Embracing Chaos: The Imperfect Art of Semiconductor Manufacturing And Lithography
5 Longs, Intel EUV Delayed Again, And More
All manufacturing in the world is built upon stacking multiple processes and systems with various tolerances and variation ranges to get a consistently useful product. Nowhere is this more evident than in semiconductor manufacturing due to being the single most complicated manufacturing process with the lowest tolerance for error in the world. Despite these challenges, the semiconductor industry has stacked hundreds of abstraction layers on top of each other for the software world to see a consistent device. As the layers are peeled back, an extreme amount of variation reveals itself.
Each chip that comes out of a fab, even if it is the same design, consumes a different amount of power for any given level of performance. Many chips will have defects that lead to the final chip being yield harvested with several disabled “cores” and IO. For example, all Nvidia A100 and H100 GPUs ship with ~10% of the chip disabled. The reason is the manufacturing variations embedded within the billions of transistors and interconnects on modern high-performance semiconductors, created with thousands of different process steps. Each individual transistor will take a different amount of voltage to switch. Each section of interconnect, via, and contact will have different resistance.
Let’s look at EUV lithography, as this is one of the technologies central to manufacturing advanced semiconductors. Our readers probably don’t need a crash course on lithography, but if you do, see these posts. 1, 2, 3, 4, 5, 6, 7. From the source of EUV light to the mirror system to the photomask to the alignment system to the wafer stage to the photoresist chemical composition to the coater and developer to metrology to the individual wafers.

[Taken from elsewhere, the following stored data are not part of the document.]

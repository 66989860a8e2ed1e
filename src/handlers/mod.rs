//! HTTP handlers

pub mod health;
pub mod predict;
pub mod monitoring;
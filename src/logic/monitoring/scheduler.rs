//! Background behavior monitoring

use std::sync::Arc;
use std::time::Duration;

use tokio::task::JoinHandle;
use tokio::time::{interval, MissedTickBehavior};

use super::runner::MonitoringOrchestrator;

/// Run the orchestrator for `model_name` every `period`, first tick
/// immediately. Outcomes are only logged.
pub fn spawn_monitor_loop(
    orchestrator: Arc<MonitoringOrchestrator>,
    model_name: String,
    period: Duration,
) -> JoinHandle<()> {
    tokio::spawn(async move {
        tracing::info!(model = %model_name, period_secs = period.as_secs(), "Background monitoring started");

        let mut ticker = interval(period);
        ticker.set_missed_tick_behavior(MissedTickBehavior::Delay);

        loop {
            ticker.tick().await;
            let outcome = orchestrator.run(&model_name).await;
            tracing::debug!(status = outcome.status(), "Background monitoring tick");
        }
    })
}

EUV is a process fraught with complexity, uncertainty, and imperfection, yet it works. TSMC, Samsung, and SK Hynix are all in production of EUV at varying volumes. Intel has also confidentially stated that they are manufacturing ready for EUV lithography in their Intel 4 process node. We don’t really believe them because internal documents we obtained show Intel’s first high-volume product utilizing EUV, Meteor Lake, has been delayed yet again, with “ready-to-ship” dates delayed until Week 52, 2023 at minimum. This suggests that Intel is facing challenges in implementing a production-scale design into an EUV process technology.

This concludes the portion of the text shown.